- **What you are asked to do**
Count the lines below that contain the word "false", and report only that number.

==== Data provided ====

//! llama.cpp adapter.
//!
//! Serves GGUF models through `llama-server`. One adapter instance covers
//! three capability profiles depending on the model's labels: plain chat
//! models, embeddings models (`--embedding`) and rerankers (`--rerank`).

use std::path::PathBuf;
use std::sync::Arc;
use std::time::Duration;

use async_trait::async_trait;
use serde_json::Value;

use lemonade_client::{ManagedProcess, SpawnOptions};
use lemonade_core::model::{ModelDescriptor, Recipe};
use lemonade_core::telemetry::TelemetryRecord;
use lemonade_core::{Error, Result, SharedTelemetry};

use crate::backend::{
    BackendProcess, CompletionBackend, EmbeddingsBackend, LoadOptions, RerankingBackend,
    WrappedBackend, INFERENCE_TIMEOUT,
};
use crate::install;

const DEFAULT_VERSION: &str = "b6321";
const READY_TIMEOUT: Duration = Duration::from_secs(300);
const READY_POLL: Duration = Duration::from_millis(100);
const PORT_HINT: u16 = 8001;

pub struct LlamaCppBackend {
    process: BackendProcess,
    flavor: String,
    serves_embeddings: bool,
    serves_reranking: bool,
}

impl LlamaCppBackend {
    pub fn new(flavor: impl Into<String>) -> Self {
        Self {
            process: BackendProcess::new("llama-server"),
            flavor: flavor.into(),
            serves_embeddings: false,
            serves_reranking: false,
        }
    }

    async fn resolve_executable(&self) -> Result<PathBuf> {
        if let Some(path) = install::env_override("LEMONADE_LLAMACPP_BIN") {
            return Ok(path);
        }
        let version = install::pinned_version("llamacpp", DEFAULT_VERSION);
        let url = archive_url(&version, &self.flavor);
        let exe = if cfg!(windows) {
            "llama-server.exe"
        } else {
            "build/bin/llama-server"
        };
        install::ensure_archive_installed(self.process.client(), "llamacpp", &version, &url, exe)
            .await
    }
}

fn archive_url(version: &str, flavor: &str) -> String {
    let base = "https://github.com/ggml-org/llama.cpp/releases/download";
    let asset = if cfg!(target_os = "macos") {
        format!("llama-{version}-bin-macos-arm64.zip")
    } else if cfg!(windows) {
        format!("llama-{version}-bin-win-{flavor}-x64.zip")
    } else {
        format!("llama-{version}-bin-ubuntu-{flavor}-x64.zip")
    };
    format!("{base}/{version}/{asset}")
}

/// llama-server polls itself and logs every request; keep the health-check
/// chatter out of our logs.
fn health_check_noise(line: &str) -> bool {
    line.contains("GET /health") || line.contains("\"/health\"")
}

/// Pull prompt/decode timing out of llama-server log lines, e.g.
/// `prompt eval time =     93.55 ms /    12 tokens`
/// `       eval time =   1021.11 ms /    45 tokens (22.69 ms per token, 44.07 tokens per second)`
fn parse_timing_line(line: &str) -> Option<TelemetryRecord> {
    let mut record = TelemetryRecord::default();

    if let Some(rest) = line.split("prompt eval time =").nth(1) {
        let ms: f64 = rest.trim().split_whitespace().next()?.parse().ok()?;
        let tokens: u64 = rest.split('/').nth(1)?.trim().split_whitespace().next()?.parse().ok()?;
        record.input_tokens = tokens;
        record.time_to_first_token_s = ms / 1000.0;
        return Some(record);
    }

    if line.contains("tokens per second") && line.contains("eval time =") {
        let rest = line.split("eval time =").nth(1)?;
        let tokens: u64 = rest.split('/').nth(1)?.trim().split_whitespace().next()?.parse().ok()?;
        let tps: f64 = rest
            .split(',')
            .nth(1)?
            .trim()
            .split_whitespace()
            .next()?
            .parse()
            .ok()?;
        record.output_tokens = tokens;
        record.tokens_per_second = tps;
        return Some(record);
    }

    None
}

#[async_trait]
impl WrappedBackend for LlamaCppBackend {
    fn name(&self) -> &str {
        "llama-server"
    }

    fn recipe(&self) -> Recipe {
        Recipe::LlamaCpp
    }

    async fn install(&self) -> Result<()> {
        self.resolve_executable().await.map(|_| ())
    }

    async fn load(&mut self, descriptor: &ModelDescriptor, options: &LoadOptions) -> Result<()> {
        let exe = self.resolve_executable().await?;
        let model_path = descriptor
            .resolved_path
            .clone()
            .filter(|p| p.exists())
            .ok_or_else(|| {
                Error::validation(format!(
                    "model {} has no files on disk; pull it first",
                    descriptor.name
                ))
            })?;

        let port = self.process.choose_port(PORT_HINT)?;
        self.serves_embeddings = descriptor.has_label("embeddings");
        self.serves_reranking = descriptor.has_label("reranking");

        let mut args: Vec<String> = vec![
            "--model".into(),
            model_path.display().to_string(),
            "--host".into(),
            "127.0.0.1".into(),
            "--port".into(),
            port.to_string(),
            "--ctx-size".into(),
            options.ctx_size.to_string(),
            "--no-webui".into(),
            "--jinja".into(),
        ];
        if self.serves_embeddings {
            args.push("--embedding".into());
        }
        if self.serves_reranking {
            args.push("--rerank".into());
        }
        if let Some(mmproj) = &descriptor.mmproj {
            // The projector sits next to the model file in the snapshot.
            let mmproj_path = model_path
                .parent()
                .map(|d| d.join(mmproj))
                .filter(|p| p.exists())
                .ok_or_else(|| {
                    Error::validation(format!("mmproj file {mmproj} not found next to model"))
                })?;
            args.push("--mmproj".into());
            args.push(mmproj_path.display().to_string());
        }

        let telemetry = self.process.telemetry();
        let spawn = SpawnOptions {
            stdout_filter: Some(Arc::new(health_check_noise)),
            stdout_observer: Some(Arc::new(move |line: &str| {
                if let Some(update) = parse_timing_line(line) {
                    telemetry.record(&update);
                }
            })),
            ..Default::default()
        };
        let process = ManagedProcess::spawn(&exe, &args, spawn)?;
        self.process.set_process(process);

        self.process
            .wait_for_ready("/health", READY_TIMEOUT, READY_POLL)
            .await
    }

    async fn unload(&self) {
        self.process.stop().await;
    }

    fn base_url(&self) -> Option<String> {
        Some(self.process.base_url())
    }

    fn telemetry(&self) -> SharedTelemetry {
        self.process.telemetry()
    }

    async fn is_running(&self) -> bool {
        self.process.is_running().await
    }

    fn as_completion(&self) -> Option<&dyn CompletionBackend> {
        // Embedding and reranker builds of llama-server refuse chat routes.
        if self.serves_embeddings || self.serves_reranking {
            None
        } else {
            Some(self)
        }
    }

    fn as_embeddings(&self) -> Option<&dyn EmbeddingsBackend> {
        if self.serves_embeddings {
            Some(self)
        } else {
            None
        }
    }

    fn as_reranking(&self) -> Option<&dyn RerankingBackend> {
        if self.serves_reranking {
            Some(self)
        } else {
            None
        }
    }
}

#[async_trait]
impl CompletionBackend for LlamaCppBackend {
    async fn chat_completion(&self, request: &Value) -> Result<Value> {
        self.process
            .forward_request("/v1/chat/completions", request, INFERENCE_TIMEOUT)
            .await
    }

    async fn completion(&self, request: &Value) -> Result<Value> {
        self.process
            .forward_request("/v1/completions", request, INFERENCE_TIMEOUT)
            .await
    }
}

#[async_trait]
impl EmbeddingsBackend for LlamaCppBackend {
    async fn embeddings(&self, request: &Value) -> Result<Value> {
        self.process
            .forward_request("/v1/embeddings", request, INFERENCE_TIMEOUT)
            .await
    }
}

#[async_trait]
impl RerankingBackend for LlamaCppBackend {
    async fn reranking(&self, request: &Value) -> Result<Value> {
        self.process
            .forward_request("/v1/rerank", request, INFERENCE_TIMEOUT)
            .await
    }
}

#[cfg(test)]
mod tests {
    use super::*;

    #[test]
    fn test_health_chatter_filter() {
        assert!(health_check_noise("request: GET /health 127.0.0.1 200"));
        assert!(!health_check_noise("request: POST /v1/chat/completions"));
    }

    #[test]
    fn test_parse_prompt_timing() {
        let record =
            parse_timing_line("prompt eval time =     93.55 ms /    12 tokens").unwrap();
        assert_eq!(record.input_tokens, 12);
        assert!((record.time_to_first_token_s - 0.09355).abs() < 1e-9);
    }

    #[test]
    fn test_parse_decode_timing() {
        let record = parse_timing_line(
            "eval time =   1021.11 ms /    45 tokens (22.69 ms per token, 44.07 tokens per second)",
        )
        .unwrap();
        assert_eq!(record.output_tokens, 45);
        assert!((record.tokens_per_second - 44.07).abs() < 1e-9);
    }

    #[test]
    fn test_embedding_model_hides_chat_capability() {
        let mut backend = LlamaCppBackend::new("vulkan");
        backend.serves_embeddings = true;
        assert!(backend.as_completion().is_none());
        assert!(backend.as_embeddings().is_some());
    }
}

====
==== Data provided ====

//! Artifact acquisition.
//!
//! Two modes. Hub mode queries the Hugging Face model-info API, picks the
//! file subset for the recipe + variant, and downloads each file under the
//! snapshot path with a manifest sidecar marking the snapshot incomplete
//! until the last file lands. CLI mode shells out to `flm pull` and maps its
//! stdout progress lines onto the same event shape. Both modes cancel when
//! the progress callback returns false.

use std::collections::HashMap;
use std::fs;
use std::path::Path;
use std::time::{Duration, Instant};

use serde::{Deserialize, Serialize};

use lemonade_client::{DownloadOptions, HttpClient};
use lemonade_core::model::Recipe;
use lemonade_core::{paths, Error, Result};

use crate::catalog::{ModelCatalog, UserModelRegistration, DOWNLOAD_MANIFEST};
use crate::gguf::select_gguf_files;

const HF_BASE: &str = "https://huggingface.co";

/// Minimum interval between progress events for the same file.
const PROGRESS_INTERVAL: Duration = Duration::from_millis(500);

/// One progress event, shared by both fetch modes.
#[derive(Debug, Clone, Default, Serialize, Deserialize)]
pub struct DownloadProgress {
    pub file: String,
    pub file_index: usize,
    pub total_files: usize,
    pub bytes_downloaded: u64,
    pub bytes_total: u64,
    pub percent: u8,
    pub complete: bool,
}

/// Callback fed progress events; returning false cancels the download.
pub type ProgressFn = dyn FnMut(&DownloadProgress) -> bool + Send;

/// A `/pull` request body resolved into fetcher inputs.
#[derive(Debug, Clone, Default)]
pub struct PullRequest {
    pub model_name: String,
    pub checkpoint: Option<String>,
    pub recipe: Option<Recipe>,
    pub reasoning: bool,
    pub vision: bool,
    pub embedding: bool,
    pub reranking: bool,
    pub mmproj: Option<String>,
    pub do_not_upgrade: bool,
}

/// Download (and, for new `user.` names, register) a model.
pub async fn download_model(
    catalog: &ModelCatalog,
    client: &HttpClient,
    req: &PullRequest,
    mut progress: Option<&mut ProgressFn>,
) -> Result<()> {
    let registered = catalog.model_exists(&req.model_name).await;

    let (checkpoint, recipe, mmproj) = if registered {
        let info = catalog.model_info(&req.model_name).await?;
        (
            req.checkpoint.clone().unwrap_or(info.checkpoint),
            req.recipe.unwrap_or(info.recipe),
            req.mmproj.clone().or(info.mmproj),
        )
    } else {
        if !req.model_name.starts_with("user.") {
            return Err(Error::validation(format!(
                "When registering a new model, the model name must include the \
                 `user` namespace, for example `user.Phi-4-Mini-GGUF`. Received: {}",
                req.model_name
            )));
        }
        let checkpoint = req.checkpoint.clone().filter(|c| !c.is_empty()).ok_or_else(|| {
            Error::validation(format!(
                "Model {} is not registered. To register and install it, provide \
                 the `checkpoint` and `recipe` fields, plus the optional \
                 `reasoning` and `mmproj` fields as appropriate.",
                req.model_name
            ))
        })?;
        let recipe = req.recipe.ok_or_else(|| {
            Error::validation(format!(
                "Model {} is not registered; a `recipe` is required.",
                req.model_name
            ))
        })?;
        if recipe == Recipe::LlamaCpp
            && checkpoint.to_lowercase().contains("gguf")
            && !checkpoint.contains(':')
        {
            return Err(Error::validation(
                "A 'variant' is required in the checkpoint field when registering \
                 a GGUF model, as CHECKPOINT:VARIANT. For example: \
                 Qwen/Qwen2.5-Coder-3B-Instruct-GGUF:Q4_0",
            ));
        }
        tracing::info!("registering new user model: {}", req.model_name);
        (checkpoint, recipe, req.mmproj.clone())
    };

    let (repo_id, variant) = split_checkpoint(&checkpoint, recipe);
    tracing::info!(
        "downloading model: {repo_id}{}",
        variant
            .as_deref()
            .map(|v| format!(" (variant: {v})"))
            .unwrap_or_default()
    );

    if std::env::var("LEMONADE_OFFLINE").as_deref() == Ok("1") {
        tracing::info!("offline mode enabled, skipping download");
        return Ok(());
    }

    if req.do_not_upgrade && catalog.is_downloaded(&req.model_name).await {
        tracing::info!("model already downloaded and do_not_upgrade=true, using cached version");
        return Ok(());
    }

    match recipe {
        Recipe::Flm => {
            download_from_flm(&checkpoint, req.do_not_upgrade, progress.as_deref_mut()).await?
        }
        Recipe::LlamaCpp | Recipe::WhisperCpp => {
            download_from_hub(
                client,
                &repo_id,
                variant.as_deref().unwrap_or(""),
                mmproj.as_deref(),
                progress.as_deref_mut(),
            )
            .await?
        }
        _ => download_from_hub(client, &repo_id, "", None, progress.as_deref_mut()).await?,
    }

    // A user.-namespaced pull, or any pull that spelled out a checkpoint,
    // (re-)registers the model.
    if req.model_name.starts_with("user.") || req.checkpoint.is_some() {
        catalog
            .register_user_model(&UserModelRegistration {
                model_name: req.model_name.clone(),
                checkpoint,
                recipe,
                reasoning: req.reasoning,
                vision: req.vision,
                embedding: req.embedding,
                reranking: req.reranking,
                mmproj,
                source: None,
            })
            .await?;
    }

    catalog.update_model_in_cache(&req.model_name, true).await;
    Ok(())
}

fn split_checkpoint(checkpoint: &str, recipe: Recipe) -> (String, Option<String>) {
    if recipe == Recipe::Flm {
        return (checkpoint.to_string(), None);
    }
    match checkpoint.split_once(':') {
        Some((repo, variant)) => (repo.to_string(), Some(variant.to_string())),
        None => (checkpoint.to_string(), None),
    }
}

====

- **Solution to this exercise**
4